A human-readable string to print when listing sessions or reporting session conflicts.

Example:

$ lst new_session --force read_write

end_session

Stops all operations and tests in the current session and clears the session’s status.

$ lst end_session

show_session

Shows the session information. This command prints information about the current session. It does not require LST_SESSION to be defined in the process environment.

$ lst show_session

23.3.2 Group Commands

This section describes lst group commands.

add_group <name> <NIDS> [<NIDs>...]

Creates the group and adds a list of test nodes to the group.

Parameter

Description

<name>

Name of the group.

<NIDs>

A string that may be expanded to include one or more LNET NIDs.

Example:

$ lst add_group servers 192.168.10.[35,40-45]@tcp
$ lst add_group clients 192.168.1.[10-100]@tcp 192.168.[2,4].\
[10-20]@tcp

 

update_group <name> [--refresh] [--clean <status>] [--remove <NIDs>]

Updates the state of nodes in a group or adjusts a group’s membership. This command is useful if some nodes have crashed and should be excluded from the group.

Parameter

Description

--refresh

Refreshes the state of all inactive nodes in the group.

--clean <status>

Removes nodes with a specified status from the group. Status may be:

 

active

The node is in the current session.

 

busy

The node is now owned by another session.

 

down

The node has been marked down.

 

unknown

The node’s status has yet to be determined.

 

invalid

Any state but active.

--remove <NIDs>

Removes specified nodes from the group.

Example:

$ lst update_group clients --refresh
$ lst update_group clients --clean busy
$ lst update_group clients --clean invalid // \
invalid == busy || down || unknown
$ lst update_group clients --remove \192.168.1.[10-20]@tcp

 

list_group [<name>] [--active] [--busy] [--down] [--unknown] [--all]

Prints information about a group or lists all groups in the current session if no group is specified.

Parameter

Description

<name>

The name of the group.

--active

Lists the active nodes.

--busy

Lists the busy nodes.

--down

Lists the down nodes.

--unknown

Lists unknown nodes.

--all

Lists all nodes.

 

Example:

$ lst list_group
1) clients
2) servers
Total 2 groups
$ lst list_group clients
ACTIVE BUSY DOWN UNKNOWN TOTAL
3 1 2 0 6
$ lst list_group clients --all
192.168.1.10@tcp Active
192.168.1.11@tcp Active
192.168.1.12@tcp Busy
192.168.1.13@tcp Active
192.168.1.14@tcp DOWN
192.168.1.15@tcp DOWN
Total 6 nodes
$ lst list_group clients --busy
192.168.1.12@tcp Busy
Total 1 node

 

del_group <name>

Removes a group from the session. If the group is referred to by any test, then the operation fails. If nodes in the group are referred to only by this group, then they are kicked out from the current session; otherwise, they are still in the current session.

$ lst del_group clients

lstclient --sesid <NID> --group <name> [--server_mode]

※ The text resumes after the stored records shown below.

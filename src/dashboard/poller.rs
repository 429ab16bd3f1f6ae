//! Periodic close-approach refresh, bound to a cancellation token.

use bevy::log::{debug, warn};
use std::future::Future;
use std::time::Duration;
use tokio::time::MissedTickBehavior;
use tokio_util::sync::CancellationToken;

use crate::api::error::RequestError;
use crate::api::model::CloseApproach;

#[derive(Clone, Debug, PartialEq)]
pub enum DashboardUpdate {
    /// A fetch has started.
    Refreshing,
    Loaded(Vec<CloseApproach>),
    Failed(String),
}

/// Fetch immediately, then every `interval`, until `token` is cancelled.
///
/// The token is checked again after every fetch so a result that lands after
/// cancellation is dropped instead of delivered. Failures do not change the
/// schedule.
pub async fn watch_close_approaches<F, Fut, D>(
    interval: Duration,
    token: CancellationToken,
    mut fetch: F,
    mut deliver: D,
) where
    F: FnMut() -> Fut,
    Fut: Future<Output = Result<Vec<CloseApproach>, RequestError>>,
    D: FnMut(DashboardUpdate),
{
    let mut ticker = tokio::time::interval(interval);
    ticker.set_missed_tick_behavior(MissedTickBehavior::Delay);

    loop {
        tokio::select! {
            biased;
            _ = token.cancelled() => break,
            _ = ticker.tick() => {}
        }

        deliver(DashboardUpdate::Refreshing);
        let outcome = tokio::select! {
            biased;
            _ = token.cancelled() => break,
            outcome = fetch() => outcome,
        };
        if token.is_cancelled() {
            debug!("[DASHBOARD] dropping result fetched after cancellation");
            break;
        }

        match outcome {
            Ok(approaches) => deliver(DashboardUpdate::Loaded(approaches)),
            Err(err) => {
                warn!("[DASHBOARD] close approach refresh failed: {}", err);
                deliver(DashboardUpdate::Failed(err.to_string()));
            }
        }
    }
}

#[cfg(test)]
mod tests {
    use super::*;
    use std::collections::VecDeque;

    fn approach(name: &str) -> CloseApproach {
        CloseApproach {
            id: name.to_string(),
            name: name.to_string(),
            miss_distance_km: 1.0,
            ..Default::default()
        }
    }

    #[tokio::test(start_paused = true)]
    async fn failure_then_scheduled_recovery() {
        let token = CancellationToken::new();
        let stop = token.clone();
        let mut script: VecDeque<Result<Vec<CloseApproach>, RequestError>> = VecDeque::from([
            Err(RequestError::Rejected("NeoWs unavailable".into())),
            Ok(vec![approach("2024 AA")]),
        ]);
        let mut updates = Vec::new();
        let mut settled = 0;
        let started = tokio::time::Instant::now();

        watch_close_approaches(
            Duration::from_secs(300),
            token,
            move || {
                let next = script.pop_front().unwrap_or_else(|| Ok(Vec::new()));
                async move { next }
            },
            |update| {
                if !matches!(update, DashboardUpdate::Refreshing) {
                    settled += 1;
                    if settled == 2 {
                        stop.cancel();
                    }
                }
                updates.push(update);
            },
        )
        .await;

        assert_eq!(
            updates,
            vec![
                DashboardUpdate::Refreshing,
                DashboardUpdate::Failed("NeoWs unavailable".into()),
                DashboardUpdate::Refreshing,
                DashboardUpdate::Loaded(vec![approach("2024 AA")]),
            ]
        );
        // Second fetch waited for the full interval.
        assert!(started.elapsed() >= Duration::from_secs(300));
    }

    #[tokio::test(start_paused = true)]
    async fn cancelled_token_never_fetches() {
        let token = CancellationToken::new();
        token.cancel();
        let mut calls = 0;
        let mut updates = Vec::new();

        watch_close_approaches(
            Duration::from_secs(300),
            token,
            || {
                calls += 1;
                async { Ok::<_, RequestError>(Vec::new()) }
            },
            |update| updates.push(update),
        )
        .await;

        assert_eq!(calls, 0);
        assert!(updates.is_empty());
    }

    #[tokio::test(start_paused = true)]
    async fn result_arriving_after_cancel_is_dropped() {
        let token = CancellationToken::new();
        let cancel_inside = token.clone();
        let mut updates = Vec::new();

        watch_close_approaches(
            Duration::from_secs(300),
            token,
            move || {
                // Teardown happens while the request is in flight.
                cancel_inside.cancel();
                async { Ok::<_, RequestError>(vec![approach("late")]) }
            },
            |update| updates.push(update),
        )
        .await;

        assert_eq!(updates, vec![DashboardUpdate::Refreshing]);
    }
}
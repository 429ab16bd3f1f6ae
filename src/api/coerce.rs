//! Numeric coercion for fields the service may send as text.

use serde::{Deserialize, Deserializer};
use serde_json::Value;

/// Number or numeric string to `f64`; anything else (including NaN/inf) is 0.
pub fn coerce_f64(value: &Value) -> f64 {
    let parsed = match value {
        Value::Number(num) => num.as_f64(),
        Value::String(val) => val.trim().parse::<f64>().ok(),
        _ => None,
    };
    parsed.filter(|v| v.is_finite()).unwrap_or(0.0)
}

/// `deserialize_with` adapter around [`coerce_f64`]. Pair with `#[serde(default)]`
/// so a missing key also lands on zero.
pub fn lenient_f64<'de, D>(deserializer: D) -> Result<f64, D::Error>
where
    D: Deserializer<'de>,
{
    let value = Value::deserialize(deserializer)?;
    Ok(coerce_f64(&value))
}

/// Identifiers arrive as strings or bare numbers; null becomes empty.
pub fn lenient_string<'de, D>(deserializer: D) -> Result<String, D::Error>
where
    D: Deserializer<'de>,
{
    let value = Value::deserialize(deserializer)?;
    Ok(match value {
        Value::String(val) => val,
        Value::Null => String::new(),
        other => other.to_string(),
    })
}

/// Null decodes as the type's default, the same as a missing key.
pub fn null_default<'de, D, T>(deserializer: D) -> Result<T, D::Error>
where
    D: Deserializer<'de>,
    T: Deserialize<'de> + Default,
{
    Ok(Option::<T>::deserialize(deserializer)?.unwrap_or_default())
}
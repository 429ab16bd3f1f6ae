//! Single and multi-asteroid simulation results.

use bevy::prelude::*;

pub mod format;
pub mod systems;
pub mod types;

pub use types::ResultsState;

pub struct ResultsPlugin;

impl Plugin for ResultsPlugin {
    fn build(&self, app: &mut App) {
        app.init_resource::<ResultsState>()
            .add_systems(Update, systems::request_simulations);
    }
}
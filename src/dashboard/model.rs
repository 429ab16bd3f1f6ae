//! Close-approach dashboard state: status machine, sort order, summaries.

use bevy::prelude::*;
use chrono::{DateTime, Utc};
use std::cmp::Ordering;

use crate::api::model::CloseApproach;
use crate::dashboard::poller::DashboardUpdate;

const MINUTE_MS: i64 = 60 * 1000;
const HOUR_MS: i64 = 60 * MINUTE_MS;
const DAY_MS: i64 = 24 * HOUR_MS;

/// Lunar distances under which an approach counts as "close".
pub const CLOSE_LUNAR_DISTANCE: f64 = 10.0;

#[derive(Clone, Copy, Debug, PartialEq, Eq, Default)]
pub enum SortField {
    #[default]
    Date,
    Distance,
    Size,
    Velocity,
}

impl SortField {
    pub const ALL: [SortField; 4] = [
        SortField::Date,
        SortField::Distance,
        SortField::Size,
        SortField::Velocity,
    ];

    pub fn label(&self) -> &'static str {
        match self {
            SortField::Date => "Date",
            SortField::Distance => "Distance",
            SortField::Size => "Size",
            SortField::Velocity => "Velocity",
        }
    }

    fn compare(&self, a: &CloseApproach, b: &CloseApproach) -> Ordering {
        match self {
            SortField::Date => a
                .epoch_date_close_approach
                .cmp(&b.epoch_date_close_approach),
            SortField::Distance => a.miss_distance_km.total_cmp(&b.miss_distance_km),
            SortField::Size => a.avg_diameter_m.total_cmp(&b.avg_diameter_m),
            SortField::Velocity => a.velocity_km_s.total_cmp(&b.velocity_km_s),
        }
    }
}

#[derive(Clone, Copy, Debug, PartialEq, Eq, Default)]
pub struct SortState {
    pub field: SortField,
    pub descending: bool,
}

impl SortState {
    /// Same field flips direction; a new field starts ascending.
    pub fn select(&mut self, field: SortField) {
        if self.field == field {
            self.descending = !self.descending;
        } else {
            self.field = field;
            self.descending = false;
        }
    }

    /// Stable sort, so equal keys keep their fetched order.
    pub fn apply<'a>(&self, approaches: &'a [CloseApproach]) -> Vec<&'a CloseApproach> {
        let mut sorted: Vec<&CloseApproach> = approaches.iter().collect();
        sorted.sort_by(|a, b| {
            let ord = self.field.compare(a, b);
            if self.descending { ord.reverse() } else { ord }
        });
        sorted
    }
}

#[derive(Clone, Debug, PartialEq, Eq, Default)]
pub enum DashboardStatus {
    #[default]
    Loading,
    Ready,
    Error(String),
}

#[derive(Clone, Copy, Debug, PartialEq, Eq, Default)]
pub struct ApproachSummary {
    pub total: usize,
    pub hazardous: usize,
    pub high_risk: usize,
    pub within_ten_lunar: usize,
}

impl ApproachSummary {
    pub fn from_approaches(approaches: &[CloseApproach]) -> Self {
        Self {
            total: approaches.len(),
            hazardous: approaches
                .iter()
                .filter(|a| a.is_potentially_hazardous)
                .count(),
            high_risk: approaches
                .iter()
                .filter(|a| a.risk_level.is_elevated())
                .count(),
            within_ten_lunar: approaches
                .iter()
                .filter(|a| a.miss_distance_lunar < CLOSE_LUNAR_DISTANCE)
                .count(),
        }
    }
}

/// Dashboard view state. The fetched list is only ever replaced whole.
#[derive(Resource, Debug, Default)]
pub struct CloseApproachDashboard {
    pub status: DashboardStatus,
    approaches: Vec<CloseApproach>,
    pub sort: SortState,
    pub last_update: Option<DateTime<Utc>>,
}

impl CloseApproachDashboard {
    pub fn apply(&mut self, update: DashboardUpdate) {
        match update {
            DashboardUpdate::Refreshing => self.status = DashboardStatus::Loading,
            DashboardUpdate::Loaded(approaches) => {
                self.approaches = approaches;
                self.status = DashboardStatus::Ready;
                self.last_update = Some(Utc::now());
            }
            DashboardUpdate::Failed(message) => self.status = DashboardStatus::Error(message),
        }
    }

    /// Back to the initial state, used when the view is torn down.
    pub fn reset(&mut self) {
        let sort = self.sort;
        *self = Self {
            sort,
            ..Default::default()
        };
    }

    pub fn approaches(&self) -> &[CloseApproach] {
        &self.approaches
    }

    /// Rows for the table, or `None` when the table must not be drawn.
    pub fn visible_rows(&self) -> Option<Vec<&CloseApproach>> {
        match self.status {
            DashboardStatus::Ready => Some(self.sort.apply(&self.approaches)),
            _ => None,
        }
    }

    pub fn summary(&self) -> ApproachSummary {
        ApproachSummary::from_approaches(self.approaches())
    }
}

/// Time left until `epoch_ms`, as shown in the countdown column.
pub fn format_countdown(epoch_ms: i64, now_ms: i64) -> String {
    let diff = epoch_ms.saturating_sub(now_ms);
    if diff < 0 {
        return "Passed".to_string();
    }
    let days = diff / DAY_MS;
    let hours = (diff % DAY_MS) / HOUR_MS;
    let minutes = (diff % HOUR_MS) / MINUTE_MS;
    if days > 0 {
        format!("{}d {}h", days, hours)
    } else if hours > 0 {
        format!("{}h {}m", hours, minutes)
    } else {
        format!("{}m", minutes)
    }
}
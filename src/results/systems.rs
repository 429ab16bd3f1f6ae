//! Simulation requests from the keyboard.

use bevy::prelude::*;

use crate::api::model::MultiAsteroidParams;
use crate::api::types::{ApiChannels, ApiCommand};
use crate::results::types::{ResultsPhase, ResultsState, SimulationKind};
use crate::scenario::types::ScenarioState;

/// `S` simulates the selected entry, `Enter` the whole scenario.
pub fn request_simulations(
    keys: Res<ButtonInput<KeyCode>>,
    scenario: Res<ScenarioState>,
    mut results: ResMut<ResultsState>,
    channels: Option<Res<ApiChannels>>,
) {
    let Some(channels) = channels else { return };

    if keys.just_pressed(KeyCode::KeyS)
        && let Some(entry) = scenario.selected_entry()
    {
        info!("[SCENARIO] simulating {}", entry.asteroid.name);
        let phase = if channels.send(ApiCommand::Simulate(entry.simulation_params())) {
            ResultsPhase::Pending(SimulationKind::Single)
        } else {
            ResultsPhase::Error("Failed to queue simulation".to_string())
        };
        results.phase = phase;
    }

    if keys.any_just_pressed([KeyCode::Enter, KeyCode::NumpadEnter]) {
        if scenario.entries.is_empty() {
            info!("[SCENARIO] nothing to simulate");
            return;
        }
        let params: Vec<MultiAsteroidParams> =
            scenario.entries.iter().map(|e| e.multi_params()).collect();
        info!("[SCENARIO] simulating {} asteroids", params.len());
        let phase = if channels.send(ApiCommand::SimulateMulti(params)) {
            ResultsPhase::Pending(SimulationKind::Multi)
        } else {
            ResultsPhase::Error("Failed to queue simulation".to_string())
        };
        results.phase = phase;
    }
}
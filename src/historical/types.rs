use bevy::prelude::*;

use crate::api::model::{HistoricalComparison, HistoricalImpact};

/// Reference impacts and the latest comparison against them.
#[derive(Resource, Debug)]
pub struct HistoricalState {
    pub impacts: Vec<HistoricalImpact>,
    pub comparison: Option<HistoricalComparison>,
    pub requested: bool,
    pub is_loading: bool,
    pub comparing: bool,
    pub impacts_error: Option<String>,
    pub comparison_error: Option<String>,
    pub visible: bool,
}

impl Default for HistoricalState {
    fn default() -> Self {
        Self {
            impacts: Vec::new(),
            comparison: None,
            requested: false,
            is_loading: false,
            comparing: false,
            impacts_error: None,
            comparison_error: None,
            visible: true,
        }
    }
}
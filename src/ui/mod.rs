//! User interface module
//!
//! Text panels built with `bevy_ui`. Panel contents come from the pure
//! renderers in [`render`]; the systems here only decide when to redraw.

use bevy::prelude::*;

pub mod layout;
pub mod render;
pub mod systems;

pub use systems::CountdownTick;

/// Plugin for user interface management
pub struct UiPlugin;

impl Plugin for UiPlugin {
    fn build(&self, app: &mut App) {
        app.init_resource::<CountdownTick>()
            .add_systems(Startup, layout::setup_ui)
            .add_systems(
                PostUpdate,
                (
                    systems::refresh_scenario_panel,
                    systems::refresh_results_panel,
                    systems::refresh_historical_panel,
                    systems::refresh_dashboard_panel,
                    systems::refresh_status_bar,
                    systems::sync_panel_visibility,
                ),
            );
    }
}
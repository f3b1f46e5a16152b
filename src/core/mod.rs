//! Core types for the guidance pipeline.
//!
//! Everything here except [`Gate`] is request-scoped: built at the start of
//! a pipeline run and dropped at its end.

pub mod assessment;
pub mod gate;
pub mod knowledge;
pub mod profile;

pub use assessment::{AssessmentRecord, CareerMatch, FinancialConstraint, RiskFlag, RiskLevel};
pub use gate::{Gate, GateSeverity, SelectorType, TriggeredGate};
pub use knowledge::{DraftAnswer, KnowledgeChunk};
pub use profile::{GradeTier, LearnerProfile};
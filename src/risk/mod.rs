//! Assessment risk flags.

pub mod calculator;

pub use calculator::{AtRiskCalculator, RiskRule, DEFAULT_RISK_RULES};
//! Source grounding: every factual claim in a draft must trace back to a
//! retrieved chunk.

pub mod claims;
pub mod matcher;
pub mod tokens;
pub mod validator;

pub use claims::{extract_claims, Claim};
pub use matcher::{LexicalOverlapMatcher, SupportMatcher};
pub use validator::{ClaimVerdict, GroundingResult, SourceGroundingValidator};
//! CLI commands for the `guidance` binary.
//!
//! - **evaluate**: run a request through the quality pipeline
//! - **gates**: show the gates a profile triggers
//! - **config**: print the effective configuration

pub mod config_cmd;
pub mod evaluate;
pub mod gates_cmd;

pub use config_cmd::ConfigCommand;
pub use evaluate::EvaluateCommand;
pub use gates_cmd::GatesCommand;
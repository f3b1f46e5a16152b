//! Eligibility gate records.
//!
//! Gates are immutable reference data owned by a [`GateRepository`]. The
//! engine only reads them. Every gate carries non-empty guidance text and a
//! closed severity of `block` or `advise`.
//!
//! [`GateRepository`]: crate::storage::GateRepository

use serde::{Deserialize, Serialize};

use crate::core::profile::GradeTier;
use crate::error::{GuidanceError, Result};

/// What part of the learner profile a gate is keyed on.
#[derive(Debug, Clone, Copy, PartialEq, Eq, Hash, Serialize, Deserialize)]
#[serde(rename_all = "snake_case")]
pub enum SelectorType {
    /// Subject-conflict gate (grade 10).
    Subject,
    /// Target institution gate (grade 11).
    Institution,
    /// Deadline and process guidance (grade 12).
    Logistics,
}

impl SelectorType {
    /// Get the wire name for this selector type.
    pub fn as_str(&self) -> &'static str {
        match self {
            SelectorType::Subject => "subject",
            SelectorType::Institution => "institution",
            SelectorType::Logistics => "logistics",
        }
    }
}

impl std::fmt::Display for SelectorType {
    fn fmt(&self, f: &mut std::fmt::Formatter<'_>) -> std::fmt::Result {
        f.write_str(self.as_str())
    }
}

/// How strongly a triggered gate constrains the answer.
///
/// Ordered so that sorting ascending puts `Block` first.
#[derive(Debug, Clone, Copy, PartialEq, Eq, Hash, PartialOrd, Ord, Serialize, Deserialize)]
#[serde(rename_all = "snake_case")]
pub enum GateSeverity {
    /// The combination must be corrected before guidance is shown.
    Block,
    /// Guidance is shown with the gate's advice attached.
    Advise,
}

impl GateSeverity {
    /// Check whether this severity blocks the answer.
    pub fn is_blocking(&self) -> bool {
        matches!(self, GateSeverity::Block)
    }
}

impl std::fmt::Display for GateSeverity {
    fn fmt(&self, f: &mut std::fmt::Formatter<'_>) -> std::fmt::Result {
        match self {
            GateSeverity::Block => write!(f, "block"),
            GateSeverity::Advise => write!(f, "advise"),
        }
    }
}

/// An eligibility gate record.
#[derive(Debug, Clone, PartialEq, Eq, Serialize, Deserialize)]
#[serde(rename_all = "camelCase")]
pub struct Gate {
    /// Grade tier this gate applies to.
    pub grade_tier: GradeTier,
    /// Which profile field the gate is keyed on.
    pub selector_type: SelectorType,
    /// Subject name, institution name, or logistics topic.
    pub selector_key: String,
    /// Corrective guidance shown when the gate triggers.
    pub guidance_text: String,
    /// Block or advise.
    pub severity: GateSeverity,
    /// Career categories a subject gate conflicts with.
    ///
    /// Only meaningful for [`SelectorType::Subject`].
    #[serde(default, skip_serializing_if = "Vec::is_empty")]
    pub career_categories: Vec<String>,
}

impl Gate {
    /// Create a new gate.
    pub fn new(
        grade_tier: GradeTier,
        selector_type: SelectorType,
        selector_key: impl Into<String>,
        guidance_text: impl Into<String>,
        severity: GateSeverity,
    ) -> Self {
        Self {
            grade_tier,
            selector_type,
            selector_key: selector_key.into(),
            guidance_text: guidance_text.into(),
            severity,
            career_categories: Vec::new(),
        }
    }

    /// Set the career categories a subject gate conflicts with.
    pub fn with_career_categories<I, S>(mut self, categories: I) -> Self
    where
        I: IntoIterator<Item = S>,
        S: Into<String>,
    {
        self.career_categories = categories.into_iter().map(Into::into).collect();
        self
    }

    /// Check the record invariant: guidance text and selector key are non-empty.
    pub fn validate(&self) -> Result<()> {
        if self.guidance_text.trim().is_empty() {
            return Err(GuidanceError::invalid_input(format!(
                "gate '{}' has empty guidance text",
                self.selector_key
            )));
        }
        if self.selector_key.trim().is_empty() {
            return Err(GuidanceError::invalid_input(
                "gate has empty selector key",
            ));
        }
        Ok(())
    }

    /// Whether this gate conflicts with the given career category.
    ///
    /// Exact, case-insensitive membership; never a substring match.
    pub fn conflicts_with_category(&self, category: &str) -> bool {
        let category = category.trim();
        self.career_categories
            .iter()
            .any(|c| c.trim().eq_ignore_ascii_case(category))
    }

    /// Project this gate into its caller-facing form.
    pub fn to_triggered(&self) -> TriggeredGate {
        TriggeredGate {
            selector_type: self.selector_type,
            selector_key: self.selector_key.clone(),
            guidance_text: self.guidance_text.clone(),
            severity: self.severity,
        }
    }
}

/// Caller-facing projection of a triggered gate.
#[derive(Debug, Clone, PartialEq, Eq, Serialize, Deserialize)]
#[serde(rename_all = "camelCase")]
pub struct TriggeredGate {
    /// Which profile field the gate is keyed on.
    pub selector_type: SelectorType,
    /// Subject name, institution name, or logistics topic.
    pub selector_key: String,
    /// Corrective guidance.
    pub guidance_text: String,
    /// Block or advise.
    pub severity: GateSeverity,
}
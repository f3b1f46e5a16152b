//! Gate repository backends.
//!
//! The repository is the only external collaborator the pipeline reads
//! from. In-memory and JSON file backends are provided.

pub mod file;
pub mod memory;
pub mod traits;

pub use file::FileGateRepository;
pub use memory::MemoryGateRepository;
pub use traits::{GateRepository, GateSelector};
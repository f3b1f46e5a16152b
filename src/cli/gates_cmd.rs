//! Gates command.
//!
//! Shows the gates the engine would trigger for a learner profile.

use serde::{Deserialize, Serialize};

use crate::config::GateConfig;
use crate::core::{LearnerProfile, TriggeredGate};
use crate::eligibility::{sort_by_severity, EligibilityGateEngine};
use crate::storage::GateRepository;

/// Options for the gates command.
#[derive(Debug, Clone, Default)]
pub struct GatesOptions {
    /// Output as JSON.
    pub json: bool,
    /// Suppress output.
    pub quiet: bool,
    /// List blocking gates first.
    pub by_severity: bool,
}

/// Output format for the gates command.
#[derive(Debug, Clone, Serialize, Deserialize)]
pub struct GatesOutput {
    /// Whether the gates could be checked.
    pub success: bool,
    /// Grade the profile was evaluated at.
    #[serde(skip_serializing_if = "Option::is_none")]
    pub grade: Option<u8>,
    /// Triggered gates.
    pub gates: Vec<TriggeredGate>,
    /// Error message if the repository could not be read.
    #[serde(skip_serializing_if = "Option::is_none")]
    pub error: Option<String>,
}

impl GatesOutput {
    /// Create a successful output.
    pub fn success(grade: Option<u8>, gates: Vec<TriggeredGate>) -> Self {
        Self {
            success: true,
            grade,
            gates,
            error: None,
        }
    }

    /// Create a failed output.
    pub fn failure(grade: Option<u8>, error: impl Into<String>) -> Self {
        Self {
            success: false,
            grade,
            gates: Vec::new(),
            error: Some(error.into()),
        }
    }
}

/// The gates command implementation.
pub struct GatesCommand<R: GateRepository> {
    engine: EligibilityGateEngine<R>,
}

impl<R: GateRepository> GatesCommand<R> {
    /// Create a new gates command.
    pub fn new(repository: R, config: GateConfig) -> Self {
        Self {
            engine: EligibilityGateEngine::new(repository, config),
        }
    }

    /// Run the gates command.
    pub fn run(&self, profile: &LearnerProfile, options: &GatesOptions) -> GatesOutput {
        if let Err(e) = profile.validate() {
            return GatesOutput::failure(profile.grade, e.to_string());
        }

        match self.engine.evaluate(profile) {
            Ok(mut gates) => {
                if options.by_severity {
                    sort_by_severity(&mut gates);
                }
                let triggered = gates.iter().map(|g| g.to_triggered()).collect();
                GatesOutput::success(profile.grade, triggered)
            }
            Err(e) => GatesOutput::failure(profile.grade, e.to_string()),
        }
    }

    /// Format output based on options.
    pub fn format_output(&self, output: &GatesOutput, options: &GatesOptions) -> String {
        if options.quiet {
            return String::new();
        }

        if options.json {
            serde_json::to_string_pretty(output).unwrap_or_else(|_| "{}".to_string())
        } else {
            self.format_human_readable(output)
        }
    }

    fn format_human_readable(&self, output: &GatesOutput) -> String {
        if !output.success {
            return format!(
                "Gates command failed: {}\n",
                output.error.as_deref().unwrap_or("unknown error")
            );
        }

        if output.gates.is_empty() {
            return "No gates triggered.\n".to_string();
        }

        let mut lines = vec![format!("Gates triggered: {}\n", output.gates.len())];
        for gate in &output.gates {
            lines.push(format!(
                "  [{}] {} {}",
                gate.severity, gate.selector_type, gate.selector_key
            ));
            lines.push(format!("      {}", gate.guidance_text));
        }

        lines.join("\n") + "\n"
    }
}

Use lstclient to run the userland self-test client. The lstclient command should be executed after creating a session on the console. There are only two mandatory options for lstclient:

Parameter

Description

--sesid <NID>

The first console’s NID.

--group <name>

The test group to join.

--server_mode

When included, forces LNET to behave as a server, such as starting an acceptor if the underlying NID needs it or using privileged ports. Only root is allowed to use the --server_mode option.


Example:

Console $ lst new_session testsession
Client1 $ lstclient --sesid 192.168.1.52@tcp --group clients

Example:

Client1 $ lstclient --sesid 192.168.1.52@tcp |--group clients --server_mode

23.3.3 Batch and Test Commands

This section describes lst batch and test commands.

add_batch NAME

A default batch test set named batch is created when the session is started. You can specify a batch name by using add_batch:

$ lst add_batch bulkperf

Creates a batch test called bulkperf.

add_test --batch <batchname> [--loop <#>] [--concurrency <#>] [--distribute <#:#>]
--from
<group> --to <group> {brw|ping} <test options>

Adds a test to a batch. The parameters are described below.

Parameter

Description

--batch <batchname>

Names a group of tests for later execution.

--loop <#>

Number of times to run the test.

--concurrency <#>

The number of requests that are active at one time.

--distribute <#:#>

Determines the ratio of client nodes to server nodes for the specified test. This allows you to specify a wide range of topologies, including one-to-one and all-to-all. Distribution divides the source group into subsets, which are paired with equivalent subsets from the target group so only nodes in matching subsets communicate.

--from <group>

The source group (test client).

--to <group>

The target group (test server).

ping

Sends a small request message, resulting in a small reply message. For more details, see Defining and Running the Tests

brw

Sends a small request message followed by a bulk data transfer, resulting in a small reply message. Defining and Running the Tests. Options are:

 

read | write

Read or write. The default is read.

 

size=<#> | <#>K | <#>M

I/O size in bytes, KB or MB (i.e., size=1024, size=4K, size=1M). The default is 4K bytes.

 

check=full | simple

A data validation check (checksum of data). The default is that no check is done.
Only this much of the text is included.